Nano Banana Lite (Gemini 3.1 Flash-Lite Image) Reaches General Availability
Google moved gemini-3.1-flash-lite-image ("Nano Banana Lite") to general availability, positioning it as the fastest and cheapest model in the Nano Banana image family. It generates an image in about 4 seconds at $0.034 per 1,000 images, trading multi-resolution output (it's capped at 1K) for ultra-low latency and cost. The model is aimed at high-volume, budget-sensitive image generation and editing workloads, and is designed to pair with Gemini Omni Flash: generate a still cheaply with Nano Banana Lite, then animate it with Omni Flash.
Key Takeaways
- 4-second generation time at $0.034 per 1,000 images makes Nano Banana Lite the cheapest, fastest model in Google's image-generation lineup to date.
- The model is capped at 1K resolution, a deliberate tradeoff: 2K and 4K remain exclusive to the standard Nano Banana 2 and Pro tiers.
- Google explicitly designed Nano Banana Lite to pair with Gemini Omni Flash, enabling a cheap-still-then-animate workflow for image-to-video pipelines.
- Despite the speed focus, Google claims no meaningful quality regression in prompt adherence, character consistency, or in-image text rendering.
- Availability spans both developer surfaces (Gemini API, AI Studio, Gemini Enterprise Agent Platform) and consumer products (Search AI Mode, Gemini app, NotebookLM, Photos), signaling Google is pushing this model broadly and quickly.
- Independent coverage (VentureBeat, TechCrunch) frames this release as part of a broader industry push toward cheaper, faster generative media for high-volume enterprise use cases, not just flagship quality wins.
Sources & Mentions
5 external resources covering this update
Google unveils Nano Banana 2 Lite aka Gemini 3.1 Flash-Lite for low cost, 4-second fast enterprise image generations
VentureBeat
Google introduces a faster, cheaper image generator with Nano Banana 2 Lite
TechCrunch
Nano Banana 2 Lite
Simon Willison
Google's Gemini Omni Flash and Nano Banana 2 Lite support slick media content creation at lower costs
SiliconANGLE
NotebookLM adding Short Video Overviews with Nano Banana 2 Lite
9to5Google
The Fastest, Cheapest Model in the Nano Banana Family
Alongside Gemini Omni Flash, Google shipped gemini-3.1-flash-lite-image to general availability on June 30, 2026, under the consumer-facing name Nano Banana Lite (technically "Nano Banana 2 Lite"). It joins the broader Nano Banana image-generation lineup as the option purpose-built for speed and cost rather than maximum fidelity.
What Changed
Nano Banana Lite generates an image in roughly four seconds, at a flat rate of $0.034 per 1,000 images, a meaningful drop compared to the standard Nano Banana 2 and Nano Banana Pro tiers.
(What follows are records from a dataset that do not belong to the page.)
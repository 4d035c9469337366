//! GaudeamDriveProvider - IRemoteDrive implementation for the Gaudeam drive
//!
//! Wraps the [`GaudeamClient`] drive requests and converts wire inodes into
//! port-level [`Entry`] values.
//!
//! ## Design Notes
//!
//! - Files are matched by their `download_name` (the original file name with
//!   extension), folders by their display name.
//! - Inodes of other types (links, polls, ...) are not part of the tree.
//! - `create_folder` lists the parent first, so creating an existing folder
//!   returns its id instead of producing a second folder of the same name.
//! - Deleting a folder removes its whole subtree on the service side.

use anyhow::{Context, Result};
use tracing::{debug, instrument, warn};

use igitur_core::domain::entry::{Entry, EntryIdentity, EntryKind};
use igitur_core::domain::newtypes::RemoteId;
use igitur_core::ports::remote_drive::IRemoteDrive;

use crate::client::GaudeamClient;
use crate::drive::{classify_type, Inode, InodeClass};

/// Default number of inodes requested per listing page
pub const DEFAULT_PAGE_SIZE: u32 = 80;

/// Remote drive adapter for one Gaudeam instance
pub struct GaudeamDriveProvider {
    client: GaudeamClient,
    page_size: u32,
}

impl GaudeamDriveProvider {
    pub fn new(client: GaudeamClient) -> Self {
        Self {
            client,
            page_size: DEFAULT_PAGE_SIZE,
        }
    }

    pub fn with_page_size(mut self, page_size: u32) -> Self {
        self.page_size = page_size.max(1);
        self
    }

    pub fn client(&self) -> &GaudeamClient {
        &self.client
    }
}

/// Converts a listed inode into an entry of `parent`
///
/// Returns `None` for inode types outside the tree and for names that
/// cannot be addressed inside a folder.
fn inode_to_entry(inode: Inode, parent: &RemoteId) -> Option<Entry> {
    let kind = match inode.class() {
        InodeClass::Folder => EntryKind::Folder,
        InodeClass::File => EntryKind::File,
        InodeClass::Other => {
            debug!(id = %inode.id, kind = %inode.kind, "Ignoring inode type");
            return None;
        }
    };

    let name = inode.entry_name()?.to_string();
    let id = match RemoteId::new(inode.id.clone()) {
        Ok(id) => id,
        Err(e) => {
            warn!(id = %inode.id, error = %e, "Ignoring inode with invalid id");
            return None;
        }
    };

    match Entry::new(name, kind, EntryIdentity::Remote(id)) {
        Ok(entry) => {
            let entry = entry.with_parent(EntryIdentity::Remote(parent.clone()));
            Some(match inode.file_size {
                Some(size) if kind == EntryKind::File => entry.with_size(size),
                _ => entry,
            })
        }
        Err(e) => {
            warn!(id = %inode.id, error = %e, "Ignoring inode with unusable name");
            None
        }
    }
}

#[async_trait::async_trait]
impl IRemoteDrive for GaudeamDriveProvider {
    #[instrument(skip(self), fields(id = %id))]
    async fn get_folder(&self, id: &RemoteId) -> Result<Entry> {
        let props = self.client.folder_properties(id.as_str()).await?;

        if let Some(kind) = props.kind.as_deref() {
            if classify_type(kind) != InodeClass::Folder {
                anyhow::bail!("Remote item {id} is a {kind}, not a folder");
            }
        }

        let name = props.name.unwrap_or_else(|| id.to_string());
        Ok(Entry::root(name, EntryIdentity::Remote(id.clone())))
    }

    #[instrument(skip(self), fields(id = %id))]
    async fn list_folder(&self, id: &RemoteId) -> Result<Vec<Entry>> {
        let inodes = self.client.list_folder_all(id.as_str(), self.page_size).await?;
        Ok(inodes
            .into_iter()
            .filter_map(|inode| inode_to_entry(inode, id))
            .collect())
    }

    #[instrument(skip(self), fields(id = %id))]
    async fn count_children(&self, id: &RemoteId) -> Result<usize> {
        Ok(self.client.list_folder_all(id.as_str(), self.page_size).await?.len())
    }

    #[instrument(skip(self), fields(id = %id))]
    async fn fetch_file(&self, id: &RemoteId) -> Result<Vec<u8>> {
        self.client.download_file(id.as_str()).await
    }

    #[instrument(skip(self), fields(parent = %parent))]
    async fn create_folder(&self, parent: &RemoteId, name: &str) -> Result<RemoteId> {
        let existing = self.list_folder(parent).await?;
        if let Some(folder) = existing
            .into_iter()
            .find(|e| e.is_folder() && e.name == name)
        {
            debug!(name, "Folder already exists");
            if let EntryIdentity::Remote(id) = folder.identity {
                return Ok(id);
            }
        }

        let props = self.client.folder_properties(parent.as_str()).await?;
        let id = self.client.create_folder(&props, name).await?;
        RemoteId::new(id).context("Created folder has an invalid id")
    }

    #[instrument(skip(self, data), fields(parent = %parent, size = data.len()))]
    async fn upload_file(&self, parent: &RemoteId, name: &str, data: Vec<u8>) -> Result<RemoteId> {
        let id = self.client.upload_file(parent.as_str(), name, data).await?;
        RemoteId::new(id).context("Uploaded file has an invalid id")
    }

    #[instrument(skip(self), fields(id = %id))]
    async fn delete_folder(&self, id: &RemoteId) -> Result<()> {
        self.client.delete_folder(id.as_str()).await
    }

    #[instrument(skip(self), fields(id = %id))]
    async fn delete_file(&self, id: &RemoteId) -> Result<()> {
        self.client.delete_uploaded_file(id.as_str()).await
    }
}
The tradeoff is resolution: while the broader Nano Banana line supports 1K, 2K, and 4K outputs, Lite is restricted to a 1K canvas only. Despite the speed-first design, Google says the model still delivers reliable prompt-following, consistent character rendering, and readable in-image text.
Why It Matters for Developers
Nano Banana Lite is designed to slot into higher-volume, latency-sensitive pipelines: cases where teams previously had to choose between quality and throughput. It's also explicitly built to pair with Gemini Omni Flash: generate a still image cheaply with Nano Banana Lite, then hand that image to Omni Flash to animate it into a short video clip, letting teams build image-to-video pipelines without paying full-resolution image costs at every step.
Availability
Nano Banana Lite is immediately available to developers through the Gemini API, Google AI Studio, and the Gemini Enterprise Agent Platform. It's also rolling out across consumer-facing Google surfaces such as AI Mode in Search, the Gemini app, NotebookLM, Google Photos, and Google Flow, though those consumer integrations are a secondary detail for developers building against the API directly.